To do that, lawmakers should set up an Office of Regulatory Analysis, modeled on the Congressional Budget Office. This ORA would study all existing regulations, explain to lawmakers what purpose those regulations serve, and determine how much those regulations cost citizens and businesses. Any outdated or overly expensive regulations then could be eliminated.

The Bush administration can help out, too. The president should let all federal agencies know that reining in regulations is a priority. He also ought to continue strengthening the Office of Information and Regulatory Affairs (OIRA) at the Office of Management and Budget. Again, before a new regulation is put into place, the government should have to explain what it will accomplish and how much it will cost.

Making any of these improvements will require a change in the Washington culture. There are more than 4,300 regulatory agency staffers for every OIRA staffer. Ronald Reagan once said that bureaucrats believe, "if it moves, regulate it." That attitude has added thousands of regulations and hundreds of pages to the Federal Register in recent decades. But it has to change if the U.S. economy is to retain a leading role in the 21st century.

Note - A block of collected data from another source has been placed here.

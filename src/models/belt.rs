use serde::{Deserialize, Serialize};

/// Belt ranks in promotion order. The order is a strict total order:
/// promotions advance exactly one rank at a time.
#[derive(Debug, Clone, Copy, PartialEq, Eq, PartialOrd, Ord, Serialize, Deserialize)]
#[serde(rename_all = "lowercase")]
pub enum Belt {
    White,
    Blue,
    Purple,
    Brown,
    Black,
    Coral,
    Red,
}

/// Promotion requirements for advancing out of a given belt.
#[derive(Debug, Clone, Copy, Serialize)]
pub struct BeltRequirements {
    pub min_time_months: i64,
    pub min_classes: i64,
    pub min_attendance_rate: f64,
    pub next_belt: Belt,
}

impl Belt {
    /// All belts in promotion order
    pub const ORDER: [Belt; 7] = [
        Belt::White,
        Belt::Blue,
        Belt::Purple,
        Belt::Brown,
        Belt::Black,
        Belt::Coral,
        Belt::Red,
    ];

    /// Convert from database string
    pub fn from_str(s: &str) -> Result<Self, String> {
        match s.to_lowercase().as_str() {
            "white" => Ok(Belt::White),
            "blue" => Ok(Belt::Blue),
            "purple" => Ok(Belt::Purple),
            "brown" => Ok(Belt::Brown),
            "black" => Ok(Belt::Black),
            "coral" => Ok(Belt::Coral),
            "red" => Ok(Belt::Red),
            _ => Err(format!("Invalid belt: {}", s)),
        }
    }

    /// Convert to database string
    pub fn as_str(&self) -> &'static str {
        match self {
            Belt::White => "white",
            Belt::Blue => "blue",
            Belt::Purple => "purple",
            Belt::Brown => "brown",
            Belt::Black => "black",
            Belt::Coral => "coral",
            Belt::Red => "red",
        }
    }

    /// Position in the promotion order
    pub fn index(&self) -> usize {
        Self::ORDER.iter().position(|b| b == self).unwrap_or(0)
    }

    /// The belt one rank ahead, if any
    pub fn next(&self) -> Option<Belt> {
        Self::ORDER.get(self.index() + 1).copied()
    }

    /// Requirements for promotion out of this belt. Ranks past black have no
    /// defined requirement table.
    pub fn requirements(&self) -> Option<BeltRequirements> {
        match self {
            Belt::White => Some(BeltRequirements {
                min_time_months: 12,
                min_classes: 100,
                min_attendance_rate: 70.0,
                next_belt: Belt::Blue,
            }),
            Belt::Blue => Some(BeltRequirements {
                min_time_months: 24,
                min_classes: 200,
                min_attendance_rate: 75.0,
                next_belt: Belt::Purple,
            }),
            Belt::Purple => Some(BeltRequirements {
                min_time_months: 24,
                min_classes: 300,
                min_attendance_rate: 80.0,
                next_belt: Belt::Brown,
            }),
            Belt::Brown => Some(BeltRequirements {
                min_time_months: 12,
                min_classes: 200,
                min_attendance_rate: 85.0,
                next_belt: Belt::Black,
            }),
            Belt::Black => Some(BeltRequirements {
                min_time_months: 36,
                min_classes: 500,
                min_attendance_rate: 90.0,
                next_belt: Belt::Coral,
            }),
            Belt::Coral | Belt::Red => None,
        }
    }
}

impl From<String> for Belt {
    fn from(s: String) -> Self {
        Self::from_str(&s).unwrap_or(Belt::White)
    }
}

impl From<Belt> for String {
    fn from(belt: Belt) -> Self {
        belt.as_str().to_string()
    }
}

impl std::fmt::Display for Belt {
    fn fmt(&self, f: &mut std::fmt::Formatter<'_>) -> std::fmt::Result {
        f.write_str(self.as_str())
    }
}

For example, our telecommunications regulations haven't been updated since 1996, when few of us used mobile phones or the Internet. Congress should write new laws that reflect today's reality and minimize regulation.

Lawmakers should make sure that consumers have choices, because competition drives down prices. That means, first of all, reducing regulations so that a variety of Internet service providers, cell-phone companies and television services can continue to compete in each area. It's also important that the marketplace, not regulators, set prices, as that will ensure that prices fall as new technology becomes widespread.

Congress also should eliminate requirements that force companies to share their investments with competitors. These sorts of regulations discourage new ideas and investment and are unnecessary when multiple competitors exist.

The federal government also ought to ease its involvement in the financial industry, which has been tightly regulated for decades. Many of those rules are simply outdated, and they're costly: Because of government involvement, taxpayers frequently have been required to foot the bill for expensive regulatory failures, as they were with the Savings and Loan bailout.

Things have only gotten worse in recent years. Because of the Sarbanes-Oxley accounting reform law, businesses spend more than ever to comply with federal regulations. In fact, some firms have gone so far as to buy back their stock and retreat from public markets. That won't help the United States remain the world leader in capital markets.

Simply put, our economy is over-regulated. There's a saying, "Thank goodness we're not getting all the government we're paying for." Well, if we reduce the burden of unnecessary regulations, we'll have less government -- and pay less for it.

We'll never get that $8,000 per household down to zero -- but we can reduce it. And chances are, that extra money will come in handy.

Ed Feulner, president of the Heritage Foundation (heritage.org), a conservative think tank based in Washington.